> [DESCRIPTION OF THE TASK]
Whenever a line carries the word "deadline", pull it out of the entries.

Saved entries
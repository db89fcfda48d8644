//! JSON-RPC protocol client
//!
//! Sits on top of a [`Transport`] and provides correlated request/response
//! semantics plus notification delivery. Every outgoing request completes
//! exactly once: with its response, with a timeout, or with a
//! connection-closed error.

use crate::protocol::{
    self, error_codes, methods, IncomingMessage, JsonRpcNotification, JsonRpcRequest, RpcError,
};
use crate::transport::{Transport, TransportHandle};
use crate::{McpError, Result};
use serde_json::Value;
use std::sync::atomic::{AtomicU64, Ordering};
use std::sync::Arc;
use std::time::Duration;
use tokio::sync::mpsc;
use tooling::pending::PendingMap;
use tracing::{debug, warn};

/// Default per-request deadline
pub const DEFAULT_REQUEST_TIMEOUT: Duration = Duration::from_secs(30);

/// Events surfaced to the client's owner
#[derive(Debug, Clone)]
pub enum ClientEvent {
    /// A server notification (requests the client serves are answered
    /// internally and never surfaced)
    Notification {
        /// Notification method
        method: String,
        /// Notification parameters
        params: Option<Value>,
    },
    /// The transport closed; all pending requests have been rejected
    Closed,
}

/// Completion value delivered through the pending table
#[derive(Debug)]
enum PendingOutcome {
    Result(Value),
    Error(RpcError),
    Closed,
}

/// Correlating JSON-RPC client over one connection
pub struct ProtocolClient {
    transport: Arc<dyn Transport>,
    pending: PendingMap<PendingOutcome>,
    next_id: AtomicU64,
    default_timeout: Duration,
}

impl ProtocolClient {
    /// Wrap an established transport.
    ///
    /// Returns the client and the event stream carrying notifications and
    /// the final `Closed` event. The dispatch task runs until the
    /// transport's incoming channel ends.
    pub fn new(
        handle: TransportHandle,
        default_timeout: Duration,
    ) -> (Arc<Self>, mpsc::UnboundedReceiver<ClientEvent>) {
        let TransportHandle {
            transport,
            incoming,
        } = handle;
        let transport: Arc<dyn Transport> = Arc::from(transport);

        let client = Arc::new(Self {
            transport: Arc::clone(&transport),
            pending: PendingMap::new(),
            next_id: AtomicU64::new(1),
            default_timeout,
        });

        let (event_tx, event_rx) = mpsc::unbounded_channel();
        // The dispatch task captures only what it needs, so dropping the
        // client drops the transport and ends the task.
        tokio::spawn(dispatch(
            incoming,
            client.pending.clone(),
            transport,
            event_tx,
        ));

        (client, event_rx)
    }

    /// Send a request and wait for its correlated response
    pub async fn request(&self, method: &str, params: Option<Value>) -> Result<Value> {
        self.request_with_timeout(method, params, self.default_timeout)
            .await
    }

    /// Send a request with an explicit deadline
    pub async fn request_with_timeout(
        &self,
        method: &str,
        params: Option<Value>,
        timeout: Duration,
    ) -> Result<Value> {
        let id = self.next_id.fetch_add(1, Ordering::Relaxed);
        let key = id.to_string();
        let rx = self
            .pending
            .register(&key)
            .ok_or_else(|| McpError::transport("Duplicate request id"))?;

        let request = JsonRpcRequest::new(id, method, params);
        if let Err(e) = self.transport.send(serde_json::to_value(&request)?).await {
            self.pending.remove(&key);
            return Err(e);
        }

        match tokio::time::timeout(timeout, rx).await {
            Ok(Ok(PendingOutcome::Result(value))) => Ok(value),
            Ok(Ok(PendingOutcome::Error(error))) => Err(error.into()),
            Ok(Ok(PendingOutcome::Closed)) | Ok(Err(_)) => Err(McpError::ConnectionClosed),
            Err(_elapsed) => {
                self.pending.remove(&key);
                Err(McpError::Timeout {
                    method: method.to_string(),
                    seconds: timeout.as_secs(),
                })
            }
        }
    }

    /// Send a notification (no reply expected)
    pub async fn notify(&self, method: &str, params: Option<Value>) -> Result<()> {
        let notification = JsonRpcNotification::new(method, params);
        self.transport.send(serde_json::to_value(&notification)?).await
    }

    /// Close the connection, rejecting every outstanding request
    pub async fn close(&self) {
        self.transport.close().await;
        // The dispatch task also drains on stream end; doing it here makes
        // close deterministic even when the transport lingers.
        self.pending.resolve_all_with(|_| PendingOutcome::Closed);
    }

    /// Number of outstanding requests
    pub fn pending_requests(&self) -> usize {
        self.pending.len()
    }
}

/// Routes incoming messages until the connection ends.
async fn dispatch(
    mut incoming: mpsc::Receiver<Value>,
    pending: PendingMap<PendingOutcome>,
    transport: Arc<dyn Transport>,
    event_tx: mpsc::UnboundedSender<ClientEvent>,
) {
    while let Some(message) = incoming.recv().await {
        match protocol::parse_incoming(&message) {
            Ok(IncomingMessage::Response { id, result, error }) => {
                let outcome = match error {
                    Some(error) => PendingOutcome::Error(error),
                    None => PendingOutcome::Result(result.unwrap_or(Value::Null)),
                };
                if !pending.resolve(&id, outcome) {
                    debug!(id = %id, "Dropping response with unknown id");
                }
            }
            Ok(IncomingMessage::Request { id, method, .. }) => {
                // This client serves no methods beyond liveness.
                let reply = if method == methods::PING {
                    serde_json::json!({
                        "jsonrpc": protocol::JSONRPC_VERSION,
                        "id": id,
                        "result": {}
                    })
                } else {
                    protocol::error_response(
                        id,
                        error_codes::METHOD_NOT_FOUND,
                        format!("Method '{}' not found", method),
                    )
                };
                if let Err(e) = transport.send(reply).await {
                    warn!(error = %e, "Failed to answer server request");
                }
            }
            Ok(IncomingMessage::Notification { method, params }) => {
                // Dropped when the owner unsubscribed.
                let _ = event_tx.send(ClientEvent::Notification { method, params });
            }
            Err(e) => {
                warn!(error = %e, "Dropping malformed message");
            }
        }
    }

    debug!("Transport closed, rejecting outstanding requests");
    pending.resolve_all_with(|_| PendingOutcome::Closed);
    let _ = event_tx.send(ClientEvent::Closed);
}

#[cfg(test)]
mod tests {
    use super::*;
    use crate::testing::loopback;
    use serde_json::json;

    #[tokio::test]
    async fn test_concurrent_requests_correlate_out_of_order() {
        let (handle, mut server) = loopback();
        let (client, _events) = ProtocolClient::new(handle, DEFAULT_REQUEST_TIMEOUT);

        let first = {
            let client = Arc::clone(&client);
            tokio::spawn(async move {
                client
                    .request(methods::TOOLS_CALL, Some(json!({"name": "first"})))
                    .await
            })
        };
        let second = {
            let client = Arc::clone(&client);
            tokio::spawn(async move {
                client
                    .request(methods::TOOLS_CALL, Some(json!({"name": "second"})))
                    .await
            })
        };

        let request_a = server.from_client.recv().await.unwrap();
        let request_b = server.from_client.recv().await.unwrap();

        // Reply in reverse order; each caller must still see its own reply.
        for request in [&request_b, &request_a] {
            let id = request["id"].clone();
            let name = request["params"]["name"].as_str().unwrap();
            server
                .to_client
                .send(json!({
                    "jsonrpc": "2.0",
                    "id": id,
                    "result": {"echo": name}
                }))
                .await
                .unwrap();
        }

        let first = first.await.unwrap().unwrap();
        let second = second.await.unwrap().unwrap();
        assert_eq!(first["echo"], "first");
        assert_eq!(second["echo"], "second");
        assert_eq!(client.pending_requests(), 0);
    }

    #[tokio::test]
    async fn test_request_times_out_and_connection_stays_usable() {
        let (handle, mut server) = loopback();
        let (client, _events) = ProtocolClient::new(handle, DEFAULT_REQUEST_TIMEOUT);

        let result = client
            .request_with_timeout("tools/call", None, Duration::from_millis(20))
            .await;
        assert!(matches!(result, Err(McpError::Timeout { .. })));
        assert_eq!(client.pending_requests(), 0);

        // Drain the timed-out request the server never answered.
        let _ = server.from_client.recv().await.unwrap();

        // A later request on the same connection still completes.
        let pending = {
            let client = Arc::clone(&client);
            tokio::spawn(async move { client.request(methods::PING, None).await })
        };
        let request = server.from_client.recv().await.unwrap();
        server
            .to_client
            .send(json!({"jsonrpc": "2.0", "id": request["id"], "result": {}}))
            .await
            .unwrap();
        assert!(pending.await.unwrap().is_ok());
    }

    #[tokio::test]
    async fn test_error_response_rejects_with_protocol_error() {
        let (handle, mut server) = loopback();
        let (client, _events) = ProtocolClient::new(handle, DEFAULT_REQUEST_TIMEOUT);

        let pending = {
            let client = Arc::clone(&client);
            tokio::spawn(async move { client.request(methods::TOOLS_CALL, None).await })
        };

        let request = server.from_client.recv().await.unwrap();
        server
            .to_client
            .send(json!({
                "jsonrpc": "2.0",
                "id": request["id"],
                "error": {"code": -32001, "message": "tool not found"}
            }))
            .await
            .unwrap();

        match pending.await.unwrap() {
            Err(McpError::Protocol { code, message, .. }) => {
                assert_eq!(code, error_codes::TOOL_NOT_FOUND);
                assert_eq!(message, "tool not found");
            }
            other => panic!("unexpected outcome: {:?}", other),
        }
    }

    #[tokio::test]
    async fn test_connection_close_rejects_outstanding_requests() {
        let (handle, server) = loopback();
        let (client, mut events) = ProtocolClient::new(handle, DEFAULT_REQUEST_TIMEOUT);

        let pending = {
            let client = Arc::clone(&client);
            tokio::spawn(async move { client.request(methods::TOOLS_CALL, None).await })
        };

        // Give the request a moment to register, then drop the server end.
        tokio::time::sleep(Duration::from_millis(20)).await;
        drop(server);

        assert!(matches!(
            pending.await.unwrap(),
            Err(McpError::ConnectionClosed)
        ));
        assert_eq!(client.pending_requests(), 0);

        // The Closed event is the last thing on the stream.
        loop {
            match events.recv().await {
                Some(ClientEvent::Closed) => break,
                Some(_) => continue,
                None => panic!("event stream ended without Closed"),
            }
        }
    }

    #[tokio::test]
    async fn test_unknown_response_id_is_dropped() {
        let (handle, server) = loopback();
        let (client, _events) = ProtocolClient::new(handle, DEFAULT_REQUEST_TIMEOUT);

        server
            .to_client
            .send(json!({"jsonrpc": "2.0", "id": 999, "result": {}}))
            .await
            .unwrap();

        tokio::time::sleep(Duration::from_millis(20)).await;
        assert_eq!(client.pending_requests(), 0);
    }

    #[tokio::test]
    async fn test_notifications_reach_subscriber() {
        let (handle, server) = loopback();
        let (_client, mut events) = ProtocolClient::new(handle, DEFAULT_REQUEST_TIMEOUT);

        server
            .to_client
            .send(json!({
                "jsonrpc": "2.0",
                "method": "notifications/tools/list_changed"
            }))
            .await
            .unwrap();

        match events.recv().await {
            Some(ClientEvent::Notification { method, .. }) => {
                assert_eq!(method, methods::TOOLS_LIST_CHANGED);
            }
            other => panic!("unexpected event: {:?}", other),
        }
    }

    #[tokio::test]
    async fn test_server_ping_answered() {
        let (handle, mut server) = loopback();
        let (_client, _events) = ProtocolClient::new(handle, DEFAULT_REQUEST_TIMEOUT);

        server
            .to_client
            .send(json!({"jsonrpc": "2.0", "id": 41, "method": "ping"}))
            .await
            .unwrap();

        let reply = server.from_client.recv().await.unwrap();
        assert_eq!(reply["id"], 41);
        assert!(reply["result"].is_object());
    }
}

> [RESULT OF THE TASK]
/// Default per-request deadline
    /// Send a request with an explicit deadline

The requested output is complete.